Return the data below in full, matching every line exactly.

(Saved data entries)
· · ·

//! HTTP server setup and configuration.
//!
//! # Responsibilities
//! - Create Axum Router with all handlers
//! - Wire up middleware (request ID, tracing, timeout)
//! - Bind server to listener
//! - Drain in-flight requests on shutdown

use std::time::Duration;

use axum::{body::Body, http::Request, routing::get, Router};
use chrono::NaiveDate;
use tokio::net::TcpListener;
use tokio::sync::broadcast;
use tower::ServiceBuilder;
use tower_http::{
    request_id::{MakeRequestUuid, PropagateRequestIdLayer, SetRequestIdLayer},
    timeout::TimeoutLayer,
    trace::TraceLayer,
};

use crate::config::QuoterConfig;
use crate::http::quote;
use crate::http::request::request_id;
use crate::quoting::QuoteEngine;

/// Application state injected into handlers.
#[derive(Clone)]
pub struct AppState {
    pub engine: QuoteEngine,
    pub update_date: NaiveDate,
}

/// HTTP server for the quote service.
pub struct HttpServer {
    router: Router,
    config: QuoterConfig,
}

impl HttpServer {
    /// Create a new HTTP server with the given configuration.
    pub fn new(config: QuoterConfig) -> Self {
        let state = AppState {
            engine: QuoteEngine::new(config.rules.clone(), config.pricing.clone()),
            update_date: config.service.update_date,
        };

        let router = Self::build_router(&config, state);
        Self { router, config }
    }

    /// Build the Axum router with all middleware layers.
    #[allow(deprecated)]
    fn build_router(config: &QuoterConfig, state: AppState) -> Router {
        Router::new()
            .route("/quote", get(quote::get_quote))
            .route("/calc_update_date", get(quote::get_update_date))
            .route("/brands", get(quote::get_brands))
            .route("/health", get(quote::health))
            .with_state(state)
            .layer(
                ServiceBuilder::new()
                    .layer(SetRequestIdLayer::x_request_id(MakeRequestUuid))
                    .layer(TraceLayer::new_for_http().make_span_with(
                        |request: &Request<Body>| {
                            tracing::info_span!(
                                "request",
                                request_id = %request_id(request),
                                method = %request.method(),
                                uri = %request.uri(),
                            )
                        },
                    ))
                    .layer(PropagateRequestIdLayer::x_request_id())
                    .layer(TimeoutLayer::new(Duration::from_secs(
                        config.timeouts.request_secs,
                    ))),
            )
    }

    /// The fully layered router, for in-process use.
    pub fn router(&self) -> Router {
        self.router.clone()
    }

    /// Run the server, accepting connections on the given listener until
    /// the shutdown signal fires.
    pub async fn run(
        self,
        listener: TcpListener,
        mut shutdown: broadcast::Receiver<()>,
    ) -> Result<(), std::io::Error> {
        let addr = listener.local_addr()?;
        tracing::info!(
            address = %addr,
            rules_revision = %self.config.rules.revision,
            "HTTP server starting"
        );

        axum::serve(listener, self.router)
            .with_graceful_shutdown(async move {
                let _ = shutdown.recv().await;
                tracing::info!("Shutdown signal received");
            })
            .await?;

        tracing::info!("HTTP server stopped");
        Ok(())
    }

    /// Get a reference to the config.
    pub fn config(&self) -> &QuoterConfig {
        &self.config
    }
}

· · ·

• [WRITTEN ANSWER]:
//! HTTP server setup and configuration.
//!
//! # Responsibilities
//! - Create Axum Router with all handlers
//! - Wire up middleware (request ID, tracing, timeout)
//! - Bind server to listener
//! - Drain in-flight requests on shutdown

use std::time::Duration;

use axum::{body::Body, http::Request, routing::get, Router};
use chrono::NaiveDate;
use tokio::net::TcpListener;
use tokio::sync::broadcast;
use tower::ServiceBuilder;
use tower_http::{
    request_id::{MakeRequestUuid, PropagateRequestIdLayer, SetRequestIdLayer},
    timeout::TimeoutLayer,
    trace::TraceLayer,
};

use crate::config::QuoterConfig;
use crate::http::quote;
use crate::http::request::request_id;
use crate::quoting::QuoteEngine;

/// Application state injected into handlers.
#[derive(Clone)]
pub struct AppState {
    pub engine: QuoteEngine,
    pub update_date: NaiveDate,
}

/// HTTP server for the quote service.
pub struct HttpServer {
    router: Router,
    config: QuoterConfig,
}

impl HttpServer {
    /// Create a new HTTP server with the given configuration.
    pub fn new(config: QuoterConfig) -> Self {
        let state = AppState {
            engine: QuoteEngine::new(config.rules.clone(), config.pricing.clone()),
            update_date: config.service.update_date,
        };

        let router = Self::build_router(&config, state);
        Self { router, config }
    }

    /// Build the Axum router with all middleware layers.
    #[allow(deprecated)]
    fn build_router(config: &QuoterConfig, state: AppState) -> Router {
        Router::new()
            .route("/quote", get(quote::get_quote))
            .route("/calc_update_date", get(quote::get_update_date))
            .route("/brands", get(quote::get_brands))
            .route("/health", get(quote::health))
            .with_state(state)
            .layer(
                ServiceBuilder::new()
                    .layer(SetRequestIdLayer::x_request_id(MakeRequestUuid))
                    .layer(TraceLayer::new_for_http().make_span_with(
                        |request: &Request<Body>| {
                            tracing::info_span!(
                                "request",
                                request_id = %request_id(request),
                                method = %request.method(),
                                uri = %request.uri(),
                            )
                        },
                    ))
                    .layer(PropagateRequestIdLayer::x_request_id())
                    .layer(TimeoutLayer::new(Duration::from_secs(
                        config.timeouts.request_secs,
                    ))),
            )
    }

    /// The fully layered router, for in-process use.
    pub fn router(&self) -> Router {
        self.router.clone()
    }

    /// Run the server, accepting connections on the given listener until
    /// the shutdown signal fires.
    pub async fn run(
        self,
        listener: TcpListener,
        mut shutdown: broadcast::Receiver<()>,
    ) -> Result<(), std::io::Error> {
        let addr = listener.local_addr()?;
        tracing::info!(
            address = %addr,
            rules_revision = %self.config.rules.revision,
            "HTTP server starting"
        );

        axum::serve(listener, self.router)
            .with_graceful_shutdown(async move {
                let _ = shutdown.recv().await;
                tracing::info!("Shutdown signal received");
            })
            .await?;

        tracing::info!("HTTP server stopped");
        Ok(())
    }

    /// Get a reference to the config.
    pub fn config(&self) -> &QuoterConfig {
        &self.config
    }
}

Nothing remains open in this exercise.